Facts about us


Danish Centre for Urban History was founded in 2001 by The Department of History and Area Studies at Aarhus University (today School of Culture and Society) and Den Gamle By - the national open-air museum of urban history in Aarhus.


The centre has a board of directors and a supervisory board. Chairman of the board of directors is Director Thomas Bloch Ravn, Den Gamle By. The institute and Den Gamle By provide other members of the board and The Danish Committee for Urban History appoints one member.

The Danish Committee for Urban History is the Danish organization within Commission Internationale pour l'Histoire des Villes, and serves as supervisory board of the centre. The committee maintains independent activities. The funding of the centre is split between School of Culture and Society at Aarhus University and Den Gamle By.


The field of the centre is the history of Danish towns from the Middle Age until today, but core activity is focusing on the period after 1600. The centre is the sole historical institution in Denmark that provides urban studies in a comparative and historical perspective.

Research and funding

Research at the centre is typically embedded in externally financed projects and researchers’ networks.

The core research fields are: Urbanization 700-2000, urban historiography, economic urban-rural relations 1500-1900, town planning 1800-1970, urban spatial development 1800-1920, civic militias and urban culture 1700-1870, trade relations between Denmark and The Netherlands 1600-1750.


The centre has three books series; Danske Bystudier (Danish Urban Studies), Skrifter om dansk byhistorie (Writings on Danish Urban History) and Den Digitale Udgivelsesrække (Digital Writings).

The first book series is called Danske Bystudier (Danish Urban Studies) and is reserved for studies of extended periods or urban historical themes of a more universal kind. Five volumes, all anthologies, have so far been published in this series. They are The Medieval Town, The Classical Market Town, The Modern City, Danish Towns during Absolutism and Fortified Towns during the Renaissance. The series is produced in cooperation with Aarhus University Press.

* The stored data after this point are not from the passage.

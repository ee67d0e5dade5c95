//! Bridge - スクリプトに公開する面
//!
//! - **WebContentFileBridge**: 2 つの書き込み操作を実行するコンポーネント
//! - **BridgeCall / BridgeReply**: スクリプト境界のワイヤ形式（JSON）

pub mod call;
pub mod file_bridge;

pub use self::call::{BridgeCall, BridgeReply, ReplyError};
pub use self::file_bridge::{BridgeSettings, WebContentFileBridge};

The second book series is called Skrifter om dansk byhistorie (Writings on Danish Urban History) and includes works with subject matters that are geographically, chronologically or thematically focused.

Finally, the centre has a series of digital publications.

All publications can be found here.


The Centre gives priority to digital communication of urban history assigning weight to methodological and technological innovation. 

The website Den Digitale Byport (The Digital City Gate) has databases, full-text source collections and other forms of digital research infrastructure, e.g. a Urban History Bibliography including digital papers and statistical and other forms of records and figures of trade, shipping, population, occupations, civic militias, monuments, various urban building types.

The centre also communicates through social media e.g. its facebook and twitter. And runs a blog where posts from scholars and researchers in urban history, architecture and related disciplines contribute with short entries and reviews. So far, it is primarily in Danish, but is can be found here.  


Danish Centre for Urban History seeks to connect history students with the activity of Den Gamle By, primarily by term papers and trainee projects that add to the museum’s documentation of a 20th century town quarter that is being reconstructed at the museum but also many other relevant projects.

The centre participates in and tries to initiate the ongoing dialogue about research and communication of Danish urban history by holding seminars and keeping in contact with Danish museums and local archives etc.